Porque fuimos construyendo identidad según los deseos y discursos de nuestros padres, y nosotras por simple necesidad mamífera de amor, obedecimos, despojándonos de la posibilidad de satisfacer lo que realmente deseábamos para nosotras. Y ahora de grandes acostumbradas a escuchar y hacer propios discursos de otros, creemos que las cosas deben ser como los demás nos dicen que son.

Nos embarazamos, llega nuestro hijo y creemos que todo debiera ocurrir como en la publicidad de la leche de fórmula: madres flacas, de piel lisa, sonrientes, de pómulos gorditos y brillantes y nuestro hijo, gordo, precioso y muy inteligente… la pareja perfecta sobre una cama blanca impecable, y, ¡nada de eso es verdad! Ese es otro mandato que creemos debemos obedecer, un mandato social que dice que la maternidad es pura, linda, suave, sonriente… una bendición.

Pero, como ya dije, verdad de las verdades, es que estamos lejos de esa imagen, en puerperio nos volvemos locas, locas de amor, de rabia, de penas, de dudas, de alegrías, de dolores, de dudas, ¡locas! y muchas veces locas y solas, sin madre, sin hermanas, sin amigas, todas en lo mismo que nosotras, todas trabajando. Nuestra pareja, si la hay, en el mejor de los casos hace todo el esfuerzo por comprendernos, por ayudar con lo otros niños y trabajar, con las mismas heridas que nosotras arrastramos desde niñas… Por tanto, seguimos solas.

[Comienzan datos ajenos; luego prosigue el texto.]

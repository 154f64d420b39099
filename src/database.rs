use chrono::{DateTime, NaiveDate, Utc};
use rusqlite::{Connection, OptionalExtension};
use std::collections::BTreeMap;
use std::path::PathBuf;
use thiserror::Error;

use crate::models::{
    ChartType, Entry, EntryUpdate, Field, FieldType, FieldUpdate, FieldValue, GoalDirection,
    StoredImage, ViewConfigUpdate, ViewConfiguration,
};

#[derive(Debug, Error)]
pub enum DatabaseError {
    #[error("SQLite error: {0}")]
    SqliteError(#[from] rusqlite::Error),
    #[error("Failed to create database directory: {0}")]
    DirectoryError(String),
    #[error("{kind} with id {id} not found")]
    NotFound { kind: &'static str, id: String },
    #[error("Failed to encode column: {0}")]
    EncodeError(#[from] serde_json::Error),
}

/// Row counts per entity collection
#[derive(Debug, Clone, Copy, PartialEq, Eq, Default)]
pub struct DbStats {
    pub fields: i64,
    pub entries: i64,
    pub images: i64,
}

pub struct Database {
    conn: Connection,
}

const FIELD_COLUMNS: &str = "id, name, unit, field_type, \"order\", goal_direction, created_at";
const ENTRY_COLUMNS: &str = "id, date, field_values, image_id, notes, created_at, updated_at";
const IMAGE_COLUMNS: &str = "id, entry_id, data, mime_type, size, uploaded_at";
const VIEW_CONFIG_COLUMNS: &str =
    "id, name, description, field_ids, icon, chart_type, \"order\", is_default, created_at, updated_at";

fn timestamp(dt: &DateTime<Utc>) -> String {
    dt.to_rfc3339()
}

fn conversion_error<E>(idx: usize, err: E) -> rusqlite::Error
where
    E: std::error::Error + Send + Sync + 'static,
{
    rusqlite::Error::FromSqlConversionFailure(idx, rusqlite::types::Type::Text, Box::new(err))
}

fn read_timestamp(row: &rusqlite::Row, idx: usize) -> Result<DateTime<Utc>, rusqlite::Error> {
    let raw: String = row.get(idx)?;
    DateTime::parse_from_rfc3339(&raw)
        .map(|dt| dt.with_timezone(&Utc))
        .map_err(|e| conversion_error(idx, e))
}

fn read_date(row: &rusqlite::Row, idx: usize) -> Result<NaiveDate, rusqlite::Error> {
    let raw: String = row.get(idx)?;
    NaiveDate::parse_from_str(&raw, "%Y-%m-%d").map_err(|e| conversion_error(idx, e))
}

fn read_json<T: serde::de::DeserializeOwned>(row: &rusqlite::Row, idx: usize) -> Result<T, rusqlite::Error> {
    let raw: String = row.get(idx)?;
    serde_json::from_str(&raw).map_err(|e| conversion_error(idx, e))
}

Entonces, ¿por qué la llegada de un hijo debe ser en tonos pasteles? Atiendo a mujeres hace 17 años, desde hace 40 que yo, soy mujer y voy en el cuarto puerperio e insisto, la verdad, es que cada vez que volvemos a ser madres, la vida se nos pone patas parra arriba. Si de niñas, ser agresivas para defendernos de los golpes de nuestros padres, nos sirvió, lo más probable es que volvamos a ponernos un poco o muy agresivas. Si tuvimos que desconectarnos del mundo para que no nos doliera la falta de cariño, miradas, presencia, durante esta etapa de la maternidad, nos costará más conectarnos con las necesidades de dependencia de nuestro recién nacido. Si tuvimos que ser buenas niñas, obedientes, no pedir nada a nadie, lo más probable es que nos cueste mucho pedir ayuda y que sólo una depresión de aquellas o una “buena” enfermedad, hable por nosotros. Si nadie nos dio leche, abrazos, tiempo, probable es que la lactancia sea dolorosa, hambrientas de amor primario, es muy difícil alimentar a otro. Así, la niña que fuimos se cuela entre medio de nuestro cuerpo recién abierto para dar vida a nuestro hijo. Cuerpo de mujer en puerperio.

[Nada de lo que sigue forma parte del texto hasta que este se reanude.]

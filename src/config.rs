use serde::{Deserialize, Serialize};
use std::fs;
use std::path::{Path, PathBuf};
use thiserror::Error;

use crate::backup::ImportMode;
use crate::utils;

/// Current configuration version
pub const CURRENT_CONFIG_VERSION: u32 = 1;

#[derive(Debug, Clone, Serialize, Deserialize)]
pub struct Config {
    #[serde(default = "default_database_path")]
    pub database_path: String,
    #[serde(default = "default_export_dir")]
    pub export_dir: String,
    #[serde(default = "default_app_name")]
    pub app_name: String,
    #[serde(default)]
    pub default_import_mode: ImportMode,
    #[serde(default = "default_log_level")]
    pub log_level: String,
    #[serde(default = "default_config_version")]
    pub config_version: Option<u32>,
}

impl Default for Config {
    fn default() -> Self {
        Self {
            database_path: default_database_path(),
            export_dir: default_export_dir(),
            app_name: default_app_name(),
            default_import_mode: ImportMode::default(),
            log_level: default_log_level(),
            config_version: Some(CURRENT_CONFIG_VERSION),
        }
    }
}

// Default value functions
fn default_database_path() -> String {
    // This is a fallback - actual profile will be determined at load time
    Config::default_data_path_for_profile(utils::Profile::Prod, "traqit.db")
}

fn default_export_dir() -> String {
    Config::default_data_path_for_profile(utils::Profile::Prod, "exports")
}

fn default_app_name() -> String {
    "TraqIt".to_string()
}

fn default_log_level() -> String {
    "info".to_string()
}

fn default_config_version() -> Option<u32> {
    Some(CURRENT_CONFIG_VERSION)
}

#[derive(Debug, Error)]
pub enum ConfigError {
    #[error("Failed to read config directory: {0}")]
    ConfigDirError(String),
    #[error("Failed to read config file: {0}")]
    ReadError(String),
    #[error("Failed to parse TOML: {0}")]
    ParseError(#[from] toml::de::Error),
    #[error("Failed to write config file: {0}")]
    WriteError(String),
}

impl Config {
    /// Load configuration from file, or create default if missing
    /// Uses the provided profile to determine config and database paths
    pub fn load_with_profile(profile: utils::Profile) -> Result<Self, ConfigError> {
        let config_path = Self::get_config_path(profile)?;
        Self::load_from(&config_path, profile)
    }

    /// Load configuration from an explicit file path, creating it with
    /// defaults for `profile` if it does not exist yet
    pub fn load_from(config_path: &Path, profile: utils::Profile) -> Result<Self, ConfigError> {
        if config_path.exists() {
            let contents = fs::read_to_string(config_path)
                .map_err(|e| ConfigError::ReadError(e.to_string()))?;
            let mut config: Config = toml::from_str(&contents)?;

            // Ensure database path matches profile (in case config was manually edited)
            config.database_path = Self::default_data_path_for_profile(profile, "traqit.db");

            Ok(config)
        } else {
            let mut config = Config::default();
            config.database_path = Self::default_data_path_for_profile(profile, "traqit.db");
            config.export_dir = Self::default_data_path_for_profile(profile, "exports");
            if let Err(e) = config.save_to(config_path) {
                tracing::error!(path = %config_path.display(), error = %e, "failed to save config file");
                return Err(e);
            }
            Ok(config)
        }
    }

    /// Save configuration to file
    pub fn save_to(&mut self, config_path: &Path) -> Result<(), ConfigError> {
        // Ensure config version is set before saving
        self.config_version = Some(CURRENT_CONFIG_VERSION);

        // Create parent directory if it doesn't exist
        if let Some(parent) = config_path.parent() {
            fs::create_dir_all(parent)
                .map_err(|e| ConfigError::WriteError(e.to_string()))?;
        }

        let toml_string = toml::to_string_pretty(self)
            .map_err(|e| ConfigError::WriteError(format!("Failed to serialize config: {}", e)))?;

        fs::write(config_path, toml_string)
            .map_err(|e| ConfigError::WriteError(e.to_string()))?;

        Ok(())
    }

    /// Get the path to the config file
    pub fn get_config_path(profile: utils::Profile) -> Result<PathBuf, ConfigError> {
        let config_dir = utils::get_config_dir(profile)
            .ok_or_else(|| ConfigError::ConfigDirError("Could not determine config directory".to_string()))?;
        Ok(config_dir.join("config.toml"))
    }

    /// Path of `name` inside the profile's data directory
    fn default_data_path_for_profile(profile: utils::Profile, name: &str) -> String {
        if let Some(data_dir) = utils::get_data_dir(profile) {
            data_dir.join(name).to_string_lossy().to_string()
        } else {
            // Fallback paths - platform-specific
            #[cfg(target_os = "macos")]
            let base = match profile {
                utils::Profile::Dev => "~/Library/Application Support/traqit-dev",
                utils::Profile::Prod => "~/Library/Application Support/traqit",
            };
            #[cfg(not(target_os = "macos"))]
            let base = match profile {
                utils::Profile::Dev => "~/.local/share/traqit-dev",
                utils::Profile::Prod => "~/.local/share/traqit",
            };
            format!("{}/{}", base, name)
        }
    }

    /// Get the expanded database path (with ~ expansion)
    pub fn get_database_path(&self) -> PathBuf {
        utils::expand_path(&self.database_path)
    }

    /// Get the expanded export directory (with ~ expansion)
    pub fn get_export_dir(&self) -> PathBuf {
        utils::expand_path(&self.export_dir)
    }
}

¿Esto significa que no me gusta ser mamá, que no quiero a mi hijo? No, esto significa que así es el puerperio. Y nuestras dinámicas internas, nuestras heridas infantiles, se mezclan con las “exigencias” del sistema social en el que todos vivimos, sistema ciego y de corazón de fierro frente a las dinámicas de las mujeres y de sus hijos.

Ustedes ya saben, la maternidad y sus momentos me revuelven el útero, el corazón y las neuronas, justamente, porque es uno de los terrenos de la vida de las mujeres más complejos de atravesar. La maternidad es un fenómeno universal, pero tan, tan, específico para cada una.

Una buena publicidad, nos debiera elegir a nosotras, las mujeres de verdad… las de ojeras que se nos escapa el corazón del cuerpo de tanto amor por nuestros hijos, las del dolor de cabeza de cansancio, pechos grandes y adoloridos, vientres abultados, nosotras las mujeres madres de sensaciones extrañas, las de caos interno. Así somos la mayoría de las mujeres en esta etapa. Nosotras, las niñas que fuimos, en un cuerpo nuevo de mujer madre, muy distinto a la foto.